Tanto Wain como Warren prestaron más atención a los que llegaban. Aún fiándose de la inmejorable vista de Neil -capaz de distinguir qué clase de rapaz volaba sobre un poblado estando en otro cercano-, no acabaron de creer lo que decía. Un momento después, cuando pudieron distinguir mejor a la tropa que se acercaba entre una nube de polvo, Wain lanzó un juramento, al que siguió una blasfemia por parte de McCallister.

Wain conocía a su madre. La conocía demasiado bien como para negar la evidencia. Warren, también sabía de los ataques repentinos de valor de aquella hembra con la que se casara. Ella era cabezota y emprendedora, pero unirse a un ejército que iba a entrar en batalla contra un clan enemigo, era demasiado.

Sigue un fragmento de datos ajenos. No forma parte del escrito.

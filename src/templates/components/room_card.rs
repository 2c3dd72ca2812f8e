use crate::domain::stats::RoomView;
use crate::domain::RoomStatus;
use crate::templates::components::status_badge;
use chrono::NaiveDate;
use maud::{html, Markup};

pub fn room_card(view: &RoomView, date: NaiveDate) -> Markup {
    let room = &view.room;
    let can_book = view.status == RoomStatus::Available;

    html! {
        section class="card room-card" id=(format!("room-{}", room.id)) {
            div class="room-card-header" {
                h3 { (room.name) }
                (status_badge(view.status))
            }
            div class="room-card-body" {
                @if view.status == RoomStatus::Available {
                    p class="muted" { "Ready for booking" }
                } @else if let Some(booking) = &room.booking {
                    p class="guest" { (booking.guest_name) }
                    p class="muted" {
                        (booking.check_in.format("%b %-d").to_string()) " – " (booking.check_out.format("%b %-d").to_string())
                    }
                }
            }
            div class="room-card-footer" {
                @if can_book {
                    a class="button" href=(format!("/rooms/{}/book?date={}", room.id, date)) { "Book Now" }
                } @else {
                    a class="button" href=(format!("/rooms/{}?date={}", room.id, date)) { "Manage" }
                }
            }
        }
    }
}
use crate::domain::money::to_major;
use crate::domain::report::{booking_label, Report};
use crate::errors::ServerError;
use rust_xlsxwriter::{Format, Workbook, Worksheet, XlsxError};

fn xlsx_err(what: &str) -> impl Fn(XlsxError) -> ServerError + '_ {
    move |e| ServerError::XlsxError(format!("Failed to write {what}: {e}"))
}

fn write_headers(sheet: &mut Worksheet, headers: &[&str], bold: &Format) -> Result<(), ServerError> {
    for (col, header) in headers.iter().enumerate() {
        sheet
            .write_string_with_format(0, col as u16, *header, bold)
            .map_err(xlsx_err(header))?;
    }
    Ok(())
}

/// Builds the three-sheet workbook (bookings, payments, enquiries) for a report.
pub fn export_report_xlsx(report: &Report) -> Result<Vec<u8>, ServerError> {
    let mut workbook = Workbook::new();
    let bold = Format::new().set_bold();

    let bookings = workbook.add_worksheet();
    bookings.set_name("Bookings").map_err(xlsx_err("sheet name"))?;
    write_headers(
        bookings,
        &["Room", "Guest", "Check-in", "Check-out", "Nights", "Status"],
        &bold,
    )?;
    let mut r = 1u32;
    for room in &report.bookings {
        let Some(b) = &room.booking else { continue };
        bookings.write_string(r, 0, &room.name).map_err(xlsx_err("room"))?;
        bookings.write_string(r, 1, &b.guest_name).map_err(xlsx_err("guest"))?;
        bookings
            .write_string(r, 2, b.check_in.to_string())
            .map_err(xlsx_err("check-in"))?;
        bookings
            .write_string(r, 3, b.check_out.to_string())
            .map_err(xlsx_err("check-out"))?;
        bookings
            .write_number(r, 4, b.nights() as f64)
            .map_err(xlsx_err("nights"))?;
        bookings
            .write_string(r, 5, booking_label(room).as_str())
            .map_err(xlsx_err("status"))?;
        r += 1;
    }

    let payments = workbook.add_worksheet();
    payments.set_name("Payments").map_err(xlsx_err("sheet name"))?;
    write_headers(
        payments,
        &["Invoice", "Room", "Guest", "Date", "Method", "Amount", "Advance Paid", "Pending", "Status"],
        &bold,
    )?;
    let mut r = 1u32;
    for room in &report.payments {
        let Some(p) = &room.payment else { continue };
        payments.write_string(r, 0, &p.invoice_id).map_err(xlsx_err("invoice"))?;
        payments.write_string(r, 1, &room.name).map_err(xlsx_err("room"))?;
        payments.write_string(r, 2, &p.guest_name).map_err(xlsx_err("guest"))?;
        payments.write_string(r, 3, p.date.to_string()).map_err(xlsx_err("date"))?;
        payments.write_string(r, 4, p.method.as_str()).map_err(xlsx_err("method"))?;
        payments.write_number(r, 5, to_major(p.amount)).map_err(xlsx_err("amount"))?;
        payments
            .write_number(r, 6, to_major(p.advance_paid))
            .map_err(xlsx_err("advance"))?;
        payments.write_number(r, 7, to_major(p.pending)).map_err(xlsx_err("pending"))?;
        payments.write_string(r, 8, p.status.as_str()).map_err(xlsx_err("status"))?;
        r += 1;
    }

    let enquiries = workbook.add_worksheet();
    enquiries.set_name("Enquiries").map_err(xlsx_err("sheet name"))?;
    write_headers(enquiries, &["Logged", "Type", "For date", "Notes"], &bold)?;
    for (i, e) in report.enquiries.iter().enumerate() {
        let r = (i + 1) as u32;
        enquiries
            .write_string(r, 0, e.created_at.format("%Y-%m-%d %H:%M").to_string())
            .map_err(xlsx_err("logged"))?;
        enquiries.write_string(r, 1, e.enquiry_type.label()).map_err(xlsx_err("type"))?;
        enquiries
            .write_string(r, 2, e.booking_date.to_string())
            .map_err(xlsx_err("date"))?;
        enquiries.write_string(r, 3, &e.notes).map_err(xlsx_err("notes"))?;
    }

    workbook
        .save_to_buffer()
        .map_err(|e| ServerError::XlsxError(format!("Failed to save workbook: {e}")))
}
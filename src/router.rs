use crate::app::App;
use crate::errors::ServerError;
use crate::forms::FormData;
use crate::handlers;
use crate::responses::{redirect, stylesheet_response, ResultResp};
use astra::Request;
use std::io::Read;

const MAIN_CSS: &str = include_str!("../static/main.css");

/// Request as the handlers see it: decoded query and form body.
pub struct Ctx<'a> {
    pub app: &'a App,
    pub query: FormData,
    pub form: FormData,
}

pub fn handle(req: Request, app: &App) -> ResultResp {
    let (parts, mut body) = req.into_parts();
    let method = parts.method.as_str();
    let path = parts.uri.path();

    let mut raw = Vec::new();
    if method == "POST" {
        body.reader()
            .read_to_end(&mut raw)
            .map_err(|e| ServerError::BadRequest(format!("unreadable body: {e}")))?;
    }

    let ctx = Ctx {
        app,
        query: FormData::from_query(parts.uri.query()),
        form: FormData::from_body(&raw),
    };

    let segments: Vec<&str> = path.trim_matches('/').split('/').collect();
    tracing::debug!(method, path, "request");

    match (method, segments.as_slice()) {
        ("GET", [""]) => redirect("/dashboard"),
        ("GET", ["static", "main.css"]) => stylesheet_response(MAIN_CSS),

        ("GET", ["dashboard"]) => handlers::dashboard::show(&ctx),

        ("GET", ["rooms", id]) => handlers::rooms::manage(&ctx, id),
        ("GET", ["rooms", id, "book"]) => handlers::rooms::booking_form(&ctx, id),
        ("POST", ["rooms", id, "book"]) => handlers::rooms::book(&ctx, id),
        ("POST", ["rooms", id, "repay"]) => handlers::rooms::repay(&ctx, id),
        ("POST", ["rooms", id, "check-in"]) => handlers::rooms::check_in(&ctx, id),
        ("POST", ["rooms", id, "cancel"]) => handlers::rooms::cancel(&ctx, id),

        ("GET", ["enquiries"]) => handlers::enquiries::list(&ctx),
        ("POST", ["enquiries"]) => handlers::enquiries::create(&ctx),
        ("GET", ["enquiries", id, "edit"]) => handlers::enquiries::edit_form(&ctx, parse_id(id)?),
        ("POST", ["enquiries", id]) => handlers::enquiries::update(&ctx, parse_id(id)?),
        ("POST", ["enquiries", id, "delete"]) => handlers::enquiries::delete(&ctx, parse_id(id)?),

        ("GET", ["reports"]) => handlers::reports::show(&ctx),
        ("GET", ["reports", "export"]) => handlers::reports::export(&ctx),

        ("GET", ["cancellations"]) => handlers::reports::cancellations(&ctx),

        _ => Err(ServerError::NotFound),
    }
}

fn parse_id(raw: &str) -> Result<i64, ServerError> {
    raw.parse().map_err(|_| ServerError::NotFound)
}

/// `/path?k=v&...` with the values percent-encoded.
pub fn location<V: AsRef<str>>(path: &str, pairs: &[(&str, V)]) -> String {
    if pairs.is_empty() {
        return path.to_string();
    }
    let mut query = url::form_urlencoded::Serializer::new(String::new());
    for (k, v) in pairs {
        query.append_pair(k, v.as_ref());
    }
    format!("{path}?{}", query.finish())
}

– ¿Qué coño hace ella aquí, Wain?

El joven le miró alarmado.

– ¿Me lo preguntas a mí, Warren? Ella es tu mujer ahora. Y tu responsabilidad.

– Condenada sea.

Alien McCallister azuzó a su caballo hasta llegar junto a ellos. Tanto ella como su escolta, compuesta por varios jinetes, estaban llenos de sudor y polvo y los caballos se veían cansados. Parecía que no habían descansado hasta darles alcance.

Warren aproximó su montura a la de su esposa.

– ¿Me vas a explicar qué haces aquí, mujer? -elevó la voz de tal modo que debió escucharle todo el ejército.

Los ojos de Alien, tan azules como los de su hija, lanzaban chispas de indignación.